■ TASK DETAILS
Give the data again, word for word.

■ DATA LISTING
//! Append-only audit trail.
//!
//! Every state transition writes one row, inside the same transaction as
//! the state change, so audit order reflects commit order.

use chrono::{DateTime, Utc};
use rusqlite::{params, Connection};

use super::{to_ts, ts_col, Store, StoreError};
use crate::types::{AuditEntry, AuditLevel};

pub(crate) fn insert_audit(conn: &Connection, entry: &AuditEntry) -> Result<(), StoreError> {
    conn.execute(
        "INSERT INTO audit_log
            (timestamp, level, module, action, details, message_id, event_fingerprint, user_id)
         VALUES (?1, ?2, ?3, ?4, ?5, ?6, ?7, ?8)",
        params![
            to_ts(&entry.timestamp),
            entry.level.as_str(),
            entry.module,
            entry.action,
            serde_json::to_string(&entry.details)?,
            entry.message_id,
            entry.event_fingerprint,
            entry.user_id,
        ],
    )?;
    Ok(())
}

impl Store {
    pub fn insert_audit_log(&self, entry: &AuditEntry) -> Result<(), StoreError> {
        self.with_conn(|conn| insert_audit(conn, entry))
    }

    /// Audit rows at or above `min_level` within `[start, end]`,
    /// oldest first. Feeds the digest's error section.
    pub fn list_audit_entries(
        &self,
        min_level: AuditLevel,
        start: DateTime<Utc>,
        end: DateTime<Utc>,
    ) -> Result<Vec<AuditEntry>, StoreError> {
        let levels: Vec<&str> = [
            AuditLevel::Debug,
            AuditLevel::Info,
            AuditLevel::Warning,
            AuditLevel::Error,
        ]
        .iter()
        .filter(|l| **l >= min_level)
        .map(|l| l.as_str())
        .collect();

        self.with_conn(|conn| {
            let placeholders: Vec<&str> = levels.iter().map(|_| "?").collect();
            let sql = format!(
                "SELECT timestamp, level, module, action, details, message_id, event_fingerprint, user_id
                 FROM audit_log
                 WHERE level IN ({}) AND timestamp >= ? AND timestamp <= ?
                 ORDER BY timestamp ASC",
                placeholders.join(", ")
            );
            let mut binds: Vec<String> = levels.iter().map(|l| l.to_string()).collect();
            binds.push(to_ts(&start));
            binds.push(to_ts(&end));

            let mut stmt = conn.prepare(&sql)?;
            let rows = stmt.query_map(rusqlite::params_from_iter(binds), |row| {
                let details: String = row.get(4)?;
                Ok(AuditEntry {
                    timestamp: ts_col(0, row.get(0)?)?,
                    level: AuditLevel::parse(&row.get::<_, String>(1)?),
                    module: row.get(2)?,
                    action: row.get(3)?,
                    details: serde_json::from_str(&details)
                        .unwrap_or(serde_json::Value::Null),
                    message_id: row.get(5)?,
                    event_fingerprint: row.get(6)?,
                    user_id: row.get(7)?,
                })
            })?;
            let mut out = Vec::new();
            for row in rows {
                out.push(row?);
            }
            Ok(out)
        })
    }
}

■ EXERCISE ANSWER
//! Append-only audit trail.
//!
//! Every state transition writes one row, inside the same transaction as
//! the state change, so audit order reflects commit order.

use chrono::{DateTime, Utc};
use rusqlite::{params, Connection};

use super::{to_ts, ts_col, Store, StoreError};
use crate::types::{AuditEntry, AuditLevel};

pub(crate) fn insert_audit(conn: &Connection, entry: &AuditEntry) -> Result<(), StoreError> {
    conn.execute(
        "INSERT INTO audit_log
            (timestamp, level, module, action, details, message_id, event_fingerprint, user_id)
         VALUES (?1, ?2, ?3, ?4, ?5, ?6, ?7, ?8)",
        params![
            to_ts(&entry.timestamp),
            entry.level.as_str(),
            entry.module,
            entry.action,
            serde_json::to_string(&entry.details)?,
            entry.message_id,
            entry.event_fingerprint,
            entry.user_id,
        ],
    )?;
    Ok(())
}

impl Store {
    pub fn insert_audit_log(&self, entry: &AuditEntry) -> Result<(), StoreError> {
        self.with_conn(|conn| insert_audit(conn, entry))
    }

    /// Audit rows at or above `min_level` within `[start, end]`,
    /// oldest first. Feeds the digest's error section.
    pub fn list_audit_entries(
        &self,
        min_level: AuditLevel,
        start: DateTime<Utc>,
        end: DateTime<Utc>,
    ) -> Result<Vec<AuditEntry>, StoreError> {
        let levels: Vec<&str> = [
            AuditLevel::Debug,
            AuditLevel::Info,
            AuditLevel::Warning,
            AuditLevel::Error,
        ]
        .iter()
        .filter(|l| **l >= min_level)
        .map(|l| l.as_str())
        .collect();

        self.with_conn(|conn| {
            let placeholders: Vec<&str> = levels.iter().map(|_| "?").collect();
            let sql = format!(
                "SELECT timestamp, level, module, action, details, message_id, event_fingerprint, user_id
                 FROM audit_log
                 WHERE level IN ({}) AND timestamp >= ? AND timestamp <= ?
                 ORDER BY timestamp ASC",
                placeholders.join(", ")
            );
            let mut binds: Vec<String> = levels.iter().map(|l| l.to_string()).collect();
            binds.push(to_ts(&start));
            binds.push(to_ts(&end));

            let mut stmt = conn.prepare(&sql)?;
            let rows = stmt.query_map(rusqlite::params_from_iter(binds), |row| {
                let details: String = row.get(4)?;
                Ok(AuditEntry {
                    timestamp: ts_col(0, row.get(0)?)?,
                    level: AuditLevel::parse(&row.get::<_, String>(1)?),
                    module: row.get(2)?,
                    action: row.get(3)?,
                    details: serde_json::from_str(&details)
                        .unwrap_or(serde_json::Value::Null),
                    message_id: row.get(5)?,
                    event_fingerprint: row.get(6)?,
                    user_id: row.get(7)?,
                })
            })?;
            let mut out = Vec::new();
            for row in rows {
                out.push(row?);
            }
            Ok(out)
        })
    }
}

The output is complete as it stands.